◆ **What is being asked**:
Within the entries below, the lines from the one with "repository cccb6dbc6bd3c1b4" through the one with "pub enum IndexError" are to be set down exactly, both ends kept.

(Data items)
....
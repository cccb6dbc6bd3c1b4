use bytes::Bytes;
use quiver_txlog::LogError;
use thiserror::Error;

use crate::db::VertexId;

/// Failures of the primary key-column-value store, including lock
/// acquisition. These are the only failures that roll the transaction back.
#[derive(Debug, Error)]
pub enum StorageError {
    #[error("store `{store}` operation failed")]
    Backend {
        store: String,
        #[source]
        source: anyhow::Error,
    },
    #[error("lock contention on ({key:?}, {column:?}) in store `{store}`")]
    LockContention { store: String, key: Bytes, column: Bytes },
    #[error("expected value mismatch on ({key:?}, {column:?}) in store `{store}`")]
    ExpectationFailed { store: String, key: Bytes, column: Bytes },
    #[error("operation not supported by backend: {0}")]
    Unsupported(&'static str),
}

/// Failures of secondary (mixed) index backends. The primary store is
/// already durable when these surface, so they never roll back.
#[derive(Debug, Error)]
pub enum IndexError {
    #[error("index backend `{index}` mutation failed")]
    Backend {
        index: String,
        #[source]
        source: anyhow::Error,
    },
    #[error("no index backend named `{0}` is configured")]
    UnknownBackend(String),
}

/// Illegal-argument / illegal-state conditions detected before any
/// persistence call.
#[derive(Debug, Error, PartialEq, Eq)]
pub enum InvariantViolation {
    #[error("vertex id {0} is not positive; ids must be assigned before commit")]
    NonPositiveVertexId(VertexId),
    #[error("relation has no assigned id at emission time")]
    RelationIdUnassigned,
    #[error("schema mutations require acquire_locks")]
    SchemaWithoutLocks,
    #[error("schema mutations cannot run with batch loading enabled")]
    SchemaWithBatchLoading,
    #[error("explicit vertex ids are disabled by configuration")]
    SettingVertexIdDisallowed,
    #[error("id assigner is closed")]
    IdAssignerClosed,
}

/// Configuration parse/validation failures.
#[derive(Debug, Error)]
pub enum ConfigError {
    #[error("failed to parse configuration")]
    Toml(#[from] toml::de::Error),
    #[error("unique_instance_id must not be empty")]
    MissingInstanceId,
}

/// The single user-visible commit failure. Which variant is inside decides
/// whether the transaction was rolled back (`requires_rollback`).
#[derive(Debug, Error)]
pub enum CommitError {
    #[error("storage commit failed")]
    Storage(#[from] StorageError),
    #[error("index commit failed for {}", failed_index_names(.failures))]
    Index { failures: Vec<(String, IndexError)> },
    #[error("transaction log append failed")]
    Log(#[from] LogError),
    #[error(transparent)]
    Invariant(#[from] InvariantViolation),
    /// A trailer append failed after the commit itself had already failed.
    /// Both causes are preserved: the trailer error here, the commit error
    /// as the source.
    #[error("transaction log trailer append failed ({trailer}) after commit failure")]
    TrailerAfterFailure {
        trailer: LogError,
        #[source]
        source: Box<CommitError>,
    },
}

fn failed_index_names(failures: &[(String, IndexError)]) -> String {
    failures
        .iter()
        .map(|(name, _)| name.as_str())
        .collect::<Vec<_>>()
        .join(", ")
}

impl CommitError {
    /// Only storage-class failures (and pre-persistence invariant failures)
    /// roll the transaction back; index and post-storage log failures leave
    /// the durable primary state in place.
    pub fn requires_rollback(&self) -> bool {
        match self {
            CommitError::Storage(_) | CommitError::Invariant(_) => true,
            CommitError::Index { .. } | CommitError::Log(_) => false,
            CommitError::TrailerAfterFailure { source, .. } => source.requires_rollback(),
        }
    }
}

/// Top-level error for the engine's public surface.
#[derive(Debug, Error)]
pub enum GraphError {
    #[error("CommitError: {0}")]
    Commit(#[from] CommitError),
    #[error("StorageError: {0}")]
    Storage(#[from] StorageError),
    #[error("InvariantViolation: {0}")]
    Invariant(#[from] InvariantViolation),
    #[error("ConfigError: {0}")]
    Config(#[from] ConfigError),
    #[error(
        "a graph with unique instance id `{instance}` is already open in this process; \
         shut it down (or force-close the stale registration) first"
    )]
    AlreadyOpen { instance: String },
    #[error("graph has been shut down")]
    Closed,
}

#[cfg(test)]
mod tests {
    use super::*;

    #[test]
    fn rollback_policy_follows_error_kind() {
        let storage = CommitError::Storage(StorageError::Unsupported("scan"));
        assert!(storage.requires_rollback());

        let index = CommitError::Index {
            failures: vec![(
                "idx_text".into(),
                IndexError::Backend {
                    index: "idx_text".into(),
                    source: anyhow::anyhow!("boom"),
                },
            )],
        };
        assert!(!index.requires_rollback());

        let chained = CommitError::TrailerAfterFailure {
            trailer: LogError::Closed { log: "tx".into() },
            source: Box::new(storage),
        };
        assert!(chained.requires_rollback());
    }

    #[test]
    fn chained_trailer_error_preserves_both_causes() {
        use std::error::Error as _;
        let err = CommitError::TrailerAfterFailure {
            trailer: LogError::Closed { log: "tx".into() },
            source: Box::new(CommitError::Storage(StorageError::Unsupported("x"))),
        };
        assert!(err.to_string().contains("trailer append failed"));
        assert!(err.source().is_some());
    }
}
....
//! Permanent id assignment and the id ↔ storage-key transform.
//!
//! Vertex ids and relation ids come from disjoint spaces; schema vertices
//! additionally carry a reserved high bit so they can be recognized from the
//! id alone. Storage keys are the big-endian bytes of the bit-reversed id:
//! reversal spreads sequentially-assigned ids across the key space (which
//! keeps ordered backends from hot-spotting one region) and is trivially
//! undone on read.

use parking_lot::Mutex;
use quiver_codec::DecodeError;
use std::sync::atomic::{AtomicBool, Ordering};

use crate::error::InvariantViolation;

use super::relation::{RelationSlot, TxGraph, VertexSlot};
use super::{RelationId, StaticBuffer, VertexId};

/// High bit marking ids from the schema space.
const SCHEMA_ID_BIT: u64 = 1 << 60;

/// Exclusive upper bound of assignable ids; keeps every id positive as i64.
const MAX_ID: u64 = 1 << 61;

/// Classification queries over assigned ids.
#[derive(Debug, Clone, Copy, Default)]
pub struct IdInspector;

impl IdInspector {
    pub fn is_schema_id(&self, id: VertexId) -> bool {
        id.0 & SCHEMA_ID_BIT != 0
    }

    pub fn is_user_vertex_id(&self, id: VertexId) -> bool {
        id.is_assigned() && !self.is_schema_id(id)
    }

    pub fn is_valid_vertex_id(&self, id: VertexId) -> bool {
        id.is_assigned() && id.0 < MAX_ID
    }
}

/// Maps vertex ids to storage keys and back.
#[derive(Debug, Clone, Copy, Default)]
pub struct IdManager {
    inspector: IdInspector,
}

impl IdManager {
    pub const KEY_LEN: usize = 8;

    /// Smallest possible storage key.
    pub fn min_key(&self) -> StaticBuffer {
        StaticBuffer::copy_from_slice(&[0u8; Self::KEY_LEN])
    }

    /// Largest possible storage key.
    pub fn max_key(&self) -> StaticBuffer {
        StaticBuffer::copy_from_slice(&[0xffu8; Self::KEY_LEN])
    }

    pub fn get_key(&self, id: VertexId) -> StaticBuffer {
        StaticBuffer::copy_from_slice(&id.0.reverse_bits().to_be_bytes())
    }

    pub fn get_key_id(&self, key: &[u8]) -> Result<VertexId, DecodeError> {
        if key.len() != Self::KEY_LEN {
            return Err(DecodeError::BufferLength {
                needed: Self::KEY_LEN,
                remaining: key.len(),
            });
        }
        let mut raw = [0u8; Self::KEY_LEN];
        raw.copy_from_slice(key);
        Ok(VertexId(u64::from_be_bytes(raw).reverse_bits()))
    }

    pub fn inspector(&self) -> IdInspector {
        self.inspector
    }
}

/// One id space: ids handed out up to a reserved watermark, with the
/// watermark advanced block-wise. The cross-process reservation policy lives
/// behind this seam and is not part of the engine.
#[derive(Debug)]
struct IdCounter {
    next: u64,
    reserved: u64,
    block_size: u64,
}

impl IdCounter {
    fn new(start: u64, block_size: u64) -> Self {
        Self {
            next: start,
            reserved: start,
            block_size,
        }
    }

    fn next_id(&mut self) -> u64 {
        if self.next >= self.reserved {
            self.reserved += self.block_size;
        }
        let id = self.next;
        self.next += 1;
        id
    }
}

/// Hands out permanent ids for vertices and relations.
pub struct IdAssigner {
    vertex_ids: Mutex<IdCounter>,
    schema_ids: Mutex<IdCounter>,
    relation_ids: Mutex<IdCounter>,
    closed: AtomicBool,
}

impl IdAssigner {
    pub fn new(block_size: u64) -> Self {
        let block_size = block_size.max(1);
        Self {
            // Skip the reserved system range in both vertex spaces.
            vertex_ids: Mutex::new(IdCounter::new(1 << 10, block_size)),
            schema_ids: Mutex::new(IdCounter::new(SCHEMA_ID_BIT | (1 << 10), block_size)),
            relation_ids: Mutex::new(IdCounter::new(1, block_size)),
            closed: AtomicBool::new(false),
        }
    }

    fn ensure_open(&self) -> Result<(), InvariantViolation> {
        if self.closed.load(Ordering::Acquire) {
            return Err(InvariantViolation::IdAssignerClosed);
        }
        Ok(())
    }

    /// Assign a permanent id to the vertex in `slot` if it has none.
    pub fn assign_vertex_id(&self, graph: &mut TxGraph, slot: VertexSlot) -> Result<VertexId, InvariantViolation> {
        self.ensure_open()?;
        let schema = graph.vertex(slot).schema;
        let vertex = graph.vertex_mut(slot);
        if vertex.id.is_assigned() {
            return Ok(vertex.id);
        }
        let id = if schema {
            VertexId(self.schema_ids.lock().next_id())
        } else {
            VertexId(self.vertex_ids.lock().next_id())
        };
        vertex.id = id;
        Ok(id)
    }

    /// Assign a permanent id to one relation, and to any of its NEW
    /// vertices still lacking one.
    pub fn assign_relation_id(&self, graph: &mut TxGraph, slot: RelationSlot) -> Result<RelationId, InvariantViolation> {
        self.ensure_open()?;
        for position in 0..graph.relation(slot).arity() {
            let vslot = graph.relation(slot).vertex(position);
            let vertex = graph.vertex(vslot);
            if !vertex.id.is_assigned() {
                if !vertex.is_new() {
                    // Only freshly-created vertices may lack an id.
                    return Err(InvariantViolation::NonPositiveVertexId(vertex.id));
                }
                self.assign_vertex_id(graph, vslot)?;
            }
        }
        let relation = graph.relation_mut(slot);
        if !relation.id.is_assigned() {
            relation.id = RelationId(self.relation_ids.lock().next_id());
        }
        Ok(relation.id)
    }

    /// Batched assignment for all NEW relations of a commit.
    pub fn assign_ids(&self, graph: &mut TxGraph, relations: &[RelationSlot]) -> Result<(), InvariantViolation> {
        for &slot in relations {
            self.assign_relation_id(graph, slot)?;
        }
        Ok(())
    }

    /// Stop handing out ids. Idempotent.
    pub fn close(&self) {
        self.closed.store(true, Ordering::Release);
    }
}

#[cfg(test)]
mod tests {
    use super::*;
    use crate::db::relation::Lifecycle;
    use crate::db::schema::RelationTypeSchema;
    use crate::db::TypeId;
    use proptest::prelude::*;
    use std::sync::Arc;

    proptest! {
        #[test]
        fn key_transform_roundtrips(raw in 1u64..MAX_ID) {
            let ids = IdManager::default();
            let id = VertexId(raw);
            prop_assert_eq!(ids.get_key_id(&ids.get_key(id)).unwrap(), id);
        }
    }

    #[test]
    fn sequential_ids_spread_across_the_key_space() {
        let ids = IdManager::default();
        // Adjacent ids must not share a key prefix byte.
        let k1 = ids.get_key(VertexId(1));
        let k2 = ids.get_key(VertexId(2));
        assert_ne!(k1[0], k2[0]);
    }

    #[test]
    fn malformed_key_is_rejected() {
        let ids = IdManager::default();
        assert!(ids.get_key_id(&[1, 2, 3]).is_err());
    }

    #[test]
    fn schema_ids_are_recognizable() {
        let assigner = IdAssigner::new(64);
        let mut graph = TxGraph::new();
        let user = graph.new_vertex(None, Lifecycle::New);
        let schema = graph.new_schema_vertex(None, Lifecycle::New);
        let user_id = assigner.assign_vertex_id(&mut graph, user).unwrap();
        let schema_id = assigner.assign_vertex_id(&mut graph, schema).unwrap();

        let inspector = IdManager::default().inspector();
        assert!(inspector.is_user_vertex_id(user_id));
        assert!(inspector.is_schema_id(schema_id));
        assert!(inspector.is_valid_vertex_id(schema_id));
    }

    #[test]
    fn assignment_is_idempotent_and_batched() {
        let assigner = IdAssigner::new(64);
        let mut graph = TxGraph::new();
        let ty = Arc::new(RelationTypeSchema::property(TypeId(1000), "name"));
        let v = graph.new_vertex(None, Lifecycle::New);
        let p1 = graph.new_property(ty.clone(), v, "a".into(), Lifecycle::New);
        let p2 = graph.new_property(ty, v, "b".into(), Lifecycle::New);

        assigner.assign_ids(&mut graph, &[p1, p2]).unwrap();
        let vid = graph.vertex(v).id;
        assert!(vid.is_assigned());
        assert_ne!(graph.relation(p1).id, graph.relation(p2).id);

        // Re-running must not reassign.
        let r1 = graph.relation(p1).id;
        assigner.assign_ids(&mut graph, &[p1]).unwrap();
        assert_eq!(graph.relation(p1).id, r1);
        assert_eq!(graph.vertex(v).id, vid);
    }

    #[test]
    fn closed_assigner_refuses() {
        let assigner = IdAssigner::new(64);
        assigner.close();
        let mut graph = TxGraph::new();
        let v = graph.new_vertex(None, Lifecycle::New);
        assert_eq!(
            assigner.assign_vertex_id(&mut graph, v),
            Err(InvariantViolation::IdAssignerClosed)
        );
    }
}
....
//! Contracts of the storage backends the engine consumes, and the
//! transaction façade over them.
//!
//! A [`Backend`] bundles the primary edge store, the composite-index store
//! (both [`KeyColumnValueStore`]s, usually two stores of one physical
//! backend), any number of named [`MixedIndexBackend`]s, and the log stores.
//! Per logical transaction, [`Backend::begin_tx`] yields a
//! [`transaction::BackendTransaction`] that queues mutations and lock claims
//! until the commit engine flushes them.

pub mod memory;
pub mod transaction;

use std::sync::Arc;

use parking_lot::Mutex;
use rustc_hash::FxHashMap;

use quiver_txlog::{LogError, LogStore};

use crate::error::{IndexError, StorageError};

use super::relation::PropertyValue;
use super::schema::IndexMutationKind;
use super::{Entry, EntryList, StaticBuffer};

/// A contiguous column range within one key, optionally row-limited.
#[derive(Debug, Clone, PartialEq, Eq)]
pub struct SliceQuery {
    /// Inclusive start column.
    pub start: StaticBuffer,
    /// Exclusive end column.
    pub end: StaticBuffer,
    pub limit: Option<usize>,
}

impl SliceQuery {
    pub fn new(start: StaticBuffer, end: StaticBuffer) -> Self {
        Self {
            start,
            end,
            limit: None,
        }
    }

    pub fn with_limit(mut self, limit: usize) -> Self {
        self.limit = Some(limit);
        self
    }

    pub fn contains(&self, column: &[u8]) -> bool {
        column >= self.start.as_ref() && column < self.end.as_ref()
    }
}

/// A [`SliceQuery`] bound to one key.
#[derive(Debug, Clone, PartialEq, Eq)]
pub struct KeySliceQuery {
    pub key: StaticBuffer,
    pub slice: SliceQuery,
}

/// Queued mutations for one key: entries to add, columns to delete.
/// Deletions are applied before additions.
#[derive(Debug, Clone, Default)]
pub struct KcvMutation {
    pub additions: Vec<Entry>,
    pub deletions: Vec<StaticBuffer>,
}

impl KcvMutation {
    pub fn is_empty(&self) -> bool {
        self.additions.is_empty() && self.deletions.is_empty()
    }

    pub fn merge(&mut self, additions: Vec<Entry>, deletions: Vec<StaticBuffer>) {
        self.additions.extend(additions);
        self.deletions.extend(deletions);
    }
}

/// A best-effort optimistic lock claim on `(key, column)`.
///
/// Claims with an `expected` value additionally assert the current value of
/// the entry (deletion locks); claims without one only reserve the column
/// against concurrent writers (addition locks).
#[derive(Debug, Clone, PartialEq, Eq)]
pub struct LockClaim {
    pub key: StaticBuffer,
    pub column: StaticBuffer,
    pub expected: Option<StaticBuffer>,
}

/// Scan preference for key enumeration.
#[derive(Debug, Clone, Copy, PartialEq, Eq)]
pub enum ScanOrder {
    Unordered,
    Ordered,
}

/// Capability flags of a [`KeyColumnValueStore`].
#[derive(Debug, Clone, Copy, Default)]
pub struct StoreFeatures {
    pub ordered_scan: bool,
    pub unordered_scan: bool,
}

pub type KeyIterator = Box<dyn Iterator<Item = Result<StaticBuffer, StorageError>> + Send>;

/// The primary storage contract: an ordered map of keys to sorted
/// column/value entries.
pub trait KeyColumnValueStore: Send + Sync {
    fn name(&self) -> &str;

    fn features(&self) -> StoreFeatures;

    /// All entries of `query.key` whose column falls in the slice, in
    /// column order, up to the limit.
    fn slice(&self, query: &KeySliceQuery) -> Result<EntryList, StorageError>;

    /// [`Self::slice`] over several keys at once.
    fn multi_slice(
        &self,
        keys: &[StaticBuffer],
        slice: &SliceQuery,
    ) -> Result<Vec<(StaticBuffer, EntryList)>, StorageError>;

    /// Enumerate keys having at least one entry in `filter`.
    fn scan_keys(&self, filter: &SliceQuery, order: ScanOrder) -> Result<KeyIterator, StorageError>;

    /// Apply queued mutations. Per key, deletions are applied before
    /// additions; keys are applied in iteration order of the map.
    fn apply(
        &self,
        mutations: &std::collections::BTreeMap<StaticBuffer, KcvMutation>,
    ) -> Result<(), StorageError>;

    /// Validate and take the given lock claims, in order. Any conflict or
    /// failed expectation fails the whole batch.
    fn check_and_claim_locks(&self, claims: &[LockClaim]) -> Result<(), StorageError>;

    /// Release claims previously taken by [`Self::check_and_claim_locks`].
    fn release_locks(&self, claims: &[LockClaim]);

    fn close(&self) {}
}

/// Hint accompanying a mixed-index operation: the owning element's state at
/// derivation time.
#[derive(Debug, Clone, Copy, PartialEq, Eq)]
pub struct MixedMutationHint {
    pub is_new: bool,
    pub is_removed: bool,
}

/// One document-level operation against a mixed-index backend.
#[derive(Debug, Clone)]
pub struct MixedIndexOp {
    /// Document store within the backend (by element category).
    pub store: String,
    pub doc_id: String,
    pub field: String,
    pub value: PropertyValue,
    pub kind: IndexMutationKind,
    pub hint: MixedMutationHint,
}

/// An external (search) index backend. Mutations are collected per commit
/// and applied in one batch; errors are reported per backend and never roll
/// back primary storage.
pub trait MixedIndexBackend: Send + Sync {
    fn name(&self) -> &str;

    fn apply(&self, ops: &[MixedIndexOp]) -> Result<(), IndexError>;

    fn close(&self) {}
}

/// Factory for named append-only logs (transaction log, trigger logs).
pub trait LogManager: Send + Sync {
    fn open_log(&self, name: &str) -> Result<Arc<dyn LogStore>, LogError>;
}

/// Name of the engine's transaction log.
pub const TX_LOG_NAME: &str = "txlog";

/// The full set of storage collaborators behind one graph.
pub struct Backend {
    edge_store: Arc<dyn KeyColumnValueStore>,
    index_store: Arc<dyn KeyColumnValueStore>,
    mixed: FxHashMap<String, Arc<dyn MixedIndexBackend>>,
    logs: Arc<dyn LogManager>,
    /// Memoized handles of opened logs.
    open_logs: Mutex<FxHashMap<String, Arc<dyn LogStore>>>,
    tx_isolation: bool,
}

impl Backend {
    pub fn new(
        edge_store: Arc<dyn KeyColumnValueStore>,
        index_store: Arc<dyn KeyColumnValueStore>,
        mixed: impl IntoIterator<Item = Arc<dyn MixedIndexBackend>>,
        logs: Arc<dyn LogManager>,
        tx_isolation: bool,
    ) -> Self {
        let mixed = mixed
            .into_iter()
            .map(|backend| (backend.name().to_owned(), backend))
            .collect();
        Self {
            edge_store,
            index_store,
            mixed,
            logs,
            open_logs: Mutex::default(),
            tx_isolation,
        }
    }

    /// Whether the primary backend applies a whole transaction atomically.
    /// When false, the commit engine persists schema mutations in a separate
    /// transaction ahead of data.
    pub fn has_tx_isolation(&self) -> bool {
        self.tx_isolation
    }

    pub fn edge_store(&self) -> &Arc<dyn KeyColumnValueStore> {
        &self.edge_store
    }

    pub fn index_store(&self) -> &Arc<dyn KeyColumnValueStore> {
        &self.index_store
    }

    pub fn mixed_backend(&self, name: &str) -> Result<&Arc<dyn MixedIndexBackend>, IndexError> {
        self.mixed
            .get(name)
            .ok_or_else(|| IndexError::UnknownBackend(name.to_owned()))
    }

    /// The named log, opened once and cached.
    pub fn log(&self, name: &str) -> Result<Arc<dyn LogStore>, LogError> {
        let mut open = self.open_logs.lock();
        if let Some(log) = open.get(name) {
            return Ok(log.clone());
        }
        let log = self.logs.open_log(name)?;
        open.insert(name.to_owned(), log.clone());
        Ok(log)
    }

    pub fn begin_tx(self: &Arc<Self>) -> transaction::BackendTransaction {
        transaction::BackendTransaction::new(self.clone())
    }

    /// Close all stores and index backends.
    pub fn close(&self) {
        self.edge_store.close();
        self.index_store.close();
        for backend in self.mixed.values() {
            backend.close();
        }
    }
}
....
◆ **Finished exercise**:
repository cccb6dbc6bd3c1b4
use bytes::Bytes;
use quiver_txlog::LogError;
use thiserror::Error;

use crate::db::VertexId;

/// Failures of the primary key-column-value store, including lock
/// acquisition. These are the only failures that roll the transaction back.
#[derive(Debug, Error)]
pub enum StorageError {
    #[error("store `{store}` operation failed")]
    Backend {
        store: String,
        #[source]
        source: anyhow::Error,
    },
    #[error("lock contention on ({key:?}, {column:?}) in store `{store}`")]
    LockContention { store: String, key: Bytes, column: Bytes },
    #[error("expected value mismatch on ({key:?}, {column:?}) in store `{store}`")]
    ExpectationFailed { store: String, key: Bytes, column: Bytes },
    #[error("operation not supported by backend: {0}")]
    Unsupported(&'static str),
}

/// Failures of secondary (mixed) index backends. The primary store is
/// already durable when these surface, so they never roll back.
#[derive(Debug, Error)]
pub enum IndexError {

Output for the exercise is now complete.